The sight of Cameron McGeehan thumping his penalty into the roof of the net and the raw, adrenalin-fuelled celebrations that followed were just too much for this silly old fool.
A lump in the throat quickly became a tear in the eye as those lads – off the back of 94 gruelling minutes – somehow managed to edge themselves ahead in the most thrilling of circumstances; McGeehan’s badge thumping capturing the mood to perfection.
Holty knows a thing or two about late Carrow Road dramas and – as Sam Matterface [ITV’s commentator] constantly reminded us – he’s been sharing this know-how with the academy lads. No wonder therefore the skipper was seen beaming like a Cheshire (or should that be Cumbria) cat as the rest of the ground erupted.
Clearly there is still much work to do – the swagger with which Chelsea played for large chunks of the first half was enough to worry even the most optimistic of City fans – but to have achieved a lead at all was one massive achievement.
Physically advantaged, technically more advanced, internationals aplenty, the youngsters from the King’s Road have been assembled at a massive cost and from a worldwide scouting web, and at times it showed.
Yet City – superbly marshalled by Neil Adams – hung in there when the going was tough and did exactly what their manager asked of them. Bodies on the line; last-ditch tackles; goal-line clearances; a master-class, in fact, of what to do when you’re under the cosh – the bravery of Harry Toffolo and Kyle McFadden epitomising everything that was good about last night.
And still they carried a threat going forward; the pace and trickery of the Murphy brothers a constant thorn in the side of a cultured and sturdy Chelsea rearguard.
Adams spoke afterwards of his slight disappointment at the way his charges sometimes surrendered possession – and he’s right that at times the passing was a little wayward – but given the occasion it’s hardly surprising.
For what it’s worth, I think playing away from home may suit the City lads.
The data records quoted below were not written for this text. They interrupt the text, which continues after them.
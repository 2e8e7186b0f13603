//! Tournament, Round, and the crate-wide LadderError.

use chrono::{DateTime, Duration, Utc};
use serde::{Deserialize, Serialize};
use uuid::Uuid;

/// Errors that can occur during ladder operations.
#[derive(Clone, Debug, PartialEq)]
pub enum LadderError {
    /// Games out of range or an impossible set score.
    InvalidScore,
    /// Tie-break missing, malformed, or supplied where none is allowed.
    InvalidTiebreak,
    /// The round the set belongs to is closed.
    RoundClosed,
    /// Caller is not a participant (or not an admin).
    NoPermission,
    /// A result was already reported for this set.
    AlreadyReported,
    /// Nothing to confirm yet.
    NoResultToConfirm,
    /// The reporter cannot confirm their own result.
    CannotConfirmOwn,
    /// The set is already confirmed.
    AlreadyConfirmed,
    /// Confirmer sits on the reporter's team.
    ConfirmationSameTeam,
    /// The group's fixture has no accepted date yet.
    ScheduleNotConfirmed,
    /// The row changed between read and write.
    ConcurrentModification,
    /// Group standings could not be computed (data-integrity fault).
    PointsCalculationFailed(Uuid),
    /// Round is already closed.
    RoundAlreadyClosed,
    /// A group does not hold exactly four players.
    InsufficientPlayers,
    /// Another request holds the named resource.
    OperationInProgress(String),
    /// Transaction or closure budget exceeded; nothing was applied.
    OperationTimedOut,
    /// The following round already has results and cannot be regenerated.
    NextRoundStarted,
    /// The round before this one is open again; close it first.
    PreviousRoundOpen,
    /// Comodín can no longer be declared for this group player.
    ComodinNotAllowed,
    /// Player has used every comodín the tournament allows.
    ComodinLimitReached { max: u32 },
    /// Player name empty or already taken.
    InvalidPlayerName,
    /// Round 1 already exists.
    TournamentAlreadyStarted,
    /// All sets of the group are confirmed; its date is final.
    GroupCompleted,
    NotFound { entity: &'static str, id: Uuid },
    /// Underlying state store failed (poisoned lock).
    Storage(String),
}

impl LadderError {
    /// Stable kind name (shown to admins for diagnosis).
    pub fn kind(&self) -> &'static str {
        match self {
            LadderError::InvalidScore => "InvalidScore",
            LadderError::InvalidTiebreak => "InvalidTiebreak",
            LadderError::RoundClosed => "RoundClosed",
            LadderError::NoPermission => "NoPermission",
            LadderError::AlreadyReported => "AlreadyReported",
            LadderError::NoResultToConfirm => "NoResultToConfirm",
            LadderError::CannotConfirmOwn => "CannotConfirmOwn",
            LadderError::AlreadyConfirmed => "AlreadyConfirmed",
            LadderError::ConfirmationSameTeam => "ConfirmationSameTeam",
            LadderError::ScheduleNotConfirmed => "ScheduleNotConfirmed",
            LadderError::ConcurrentModification => "ConcurrentModification",
            LadderError::PointsCalculationFailed(_) => "PointsCalculationFailed",
            LadderError::RoundAlreadyClosed => "RoundAlreadyClosed",
            LadderError::InsufficientPlayers => "InsufficientPlayers",
            LadderError::OperationInProgress(_) => "OperationInProgress",
            LadderError::OperationTimedOut => "OperationTimedOut",
            LadderError::NextRoundStarted => "NextRoundStarted",
            LadderError::PreviousRoundOpen => "PreviousRoundOpen",
            LadderError::ComodinNotAllowed => "ComodinNotAllowed",
            LadderError::ComodinLimitReached { .. } => "ComodinLimitReached",
            LadderError::InvalidPlayerName => "InvalidPlayerName",
            LadderError::TournamentAlreadyStarted => "TournamentAlreadyStarted",
            LadderError::GroupCompleted => "GroupCompleted",
            LadderError::NotFound { .. } => "NotFound",
            LadderError::Storage(_) => "Storage",
        }
    }

    pub(crate) fn not_found(entity: &'static str, id: Uuid) -> Self {
        LadderError::NotFound { entity, id }
    }
}

impl std::fmt::Display for LadderError {
    fn fmt(&self, f: &mut std::fmt::Formatter<'_>) -> std::fmt::Result {
        match self {
            LadderError::InvalidScore => write!(f, "Invalid set score"),
            LadderError::InvalidTiebreak => write!(f, "Invalid tie-break score"),
            LadderError::RoundClosed => write!(f, "This round is closed"),
            LadderError::NoPermission => write!(f, "You are not allowed to do this"),
            LadderError::AlreadyReported => write!(f, "A result was already reported for this set"),
            LadderError::NoResultToConfirm => write!(f, "There is no result to confirm"),
            LadderError::CannotConfirmOwn => write!(f, "You cannot confirm your own result"),
            LadderError::AlreadyConfirmed => write!(f, "This result is already confirmed"),
            LadderError::ConfirmationSameTeam => {
                write!(f, "The result must be confirmed by the opposing team")
            }
            LadderError::ScheduleNotConfirmed => write!(f, "The match date has not been confirmed"),
            LadderError::ConcurrentModification => {
                write!(f, "The data changed in the meantime, please retry")
            }
            LadderError::PointsCalculationFailed(_) => write!(f, "Points could not be calculated"),
            LadderError::RoundAlreadyClosed => write!(f, "The round is already closed"),
            LadderError::InsufficientPlayers => write!(f, "Every group needs exactly 4 players"),
            LadderError::OperationInProgress(_) => write!(f, "This is already being processed"),
            LadderError::OperationTimedOut => write!(f, "The operation took too long and was cancelled"),
            LadderError::NextRoundStarted => write!(f, "The next round already has results"),
            LadderError::PreviousRoundOpen => write!(f, "The previous round must be closed first"),
            LadderError::ComodinNotAllowed => write!(f, "A comodín cannot be used now"),
            LadderError::ComodinLimitReached { max } => {
                write!(f, "No comodines left (maximum {} per tournament)", max)
            }
            LadderError::InvalidPlayerName => {
                write!(f, "Player name is empty or already taken")
            }
            LadderError::TournamentAlreadyStarted => write!(f, "The tournament has already started"),
            LadderError::GroupCompleted => write!(f, "This group has finished playing"),
            LadderError::NotFound { entity, .. } => write!(f, "{} not found", entity),
            LadderError::Storage(_) => write!(f, "Internal storage error"),
        }
    }
}

impl std::error::Error for LadderError {}

/// Unique identifier for a tournament.
pub type TournamentId = Uuid;

/// Unique identifier for a round.
pub type RoundId = Uuid;

/// A ladder tournament: a sequence of rounds played by the same pool of players.
#[derive(Clone, Debug, PartialEq, Serialize, Deserialize)]
pub struct Tournament {
    pub id: TournamentId,
    pub name: String,
    pub start_date: DateTime<Utc>,
    pub round_duration_days: i64,
    /// No next round is created after this one closes.
    pub total_rounds: Option<u32>,
    pub max_comodines: u32,
}

impl Tournament {
    pub fn new(name: impl Into<String>, start_date: DateTime<Utc>, round_duration_days: i64) -> Self {
        Self {
            id: Uuid::new_v4(),
            name: name.into(),
            start_date,
            round_duration_days,
            total_rounds: None,
            max_comodines: 2,
        }
    }

    pub fn round_duration(&self) -> Duration {
        Duration::days(self.round_duration_days)
    }

    /// Whether `number` is the final round of a fixed-length tournament.
    pub fn is_last_round(&self, number: u32) -> bool {
        self.total_rounds.is_some_and(|total| number >= total)
    }
}

/// A fixed time window in which every group plays its three sets.
#[derive(Clone, Debug, Eq, PartialEq, Serialize, Deserialize)]
pub struct Round {
    pub id: RoundId,
    pub tournament_id: TournamentId,
    pub number: u32,
    pub start_date: DateTime<Utc>,
    pub end_date: DateTime<Utc>,
    pub is_closed: bool,
}

impl Round {
    pub fn new(
        tournament_id: TournamentId,
        number: u32,
        start_date: DateTime<Utc>,
        end_date: DateTime<Utc>,
    ) -> Self {
        Self {
            id: Uuid::new_v4(),
            tournament_id,
            number,
            start_date,
            end_date,
            is_closed: false,
        }
    }
}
They certainly have pace in the side in abundance and are suited to playing a counter-attacking game. Indeed for long spells last night they played like the away side, and it turned out OK.
So, while there’s still much to do – it’s only half-time as dear old Sam reminded us – they’ve given themselves a chance; a chance to create a little bit of history and match the legendary Class of 1982/83.
Much has been made of the 21,000+ crowd, and there’s no doubt to attract such a number for a youth team game on a Monday night – that was also on live TV – is one heck of an achievement, and speaks volumes of the appetite of Norfolk folk for a successful football team.
It’s also fair to say that tickets costing £2 helped… so credit to David McNally and co for making the perfect call. However, those who chose to compare last night’s attendance with the average attendance of those not far away are a little off the mark on this occasion.
All in all, another of those fantastic Carrow Road evenings that come along every so often, and which remind us why we all (or you all on this occasion) do it.
Some will no doubt, in the next few days, demand that Saturday’s crowd matches the noise and verve on display last night, but there’s no need. As always the Carrow Road crowd will be ‘up for it’ and will be eagerly awaiting something to latch on to.
Rather than the crowd be inspired (we’ll do our bit regardless), my wish is that Holty has saved a little bit of that magic dust for his colleagues on Saturday; and we can see that same level of passion, nerve, commitment but, most importantly, that under-rated quality called footballing intelligence.
The lads showed plenty of it last night – and that’s one of many reasons why I never made it. That, and the fact I’m far too much of a softy!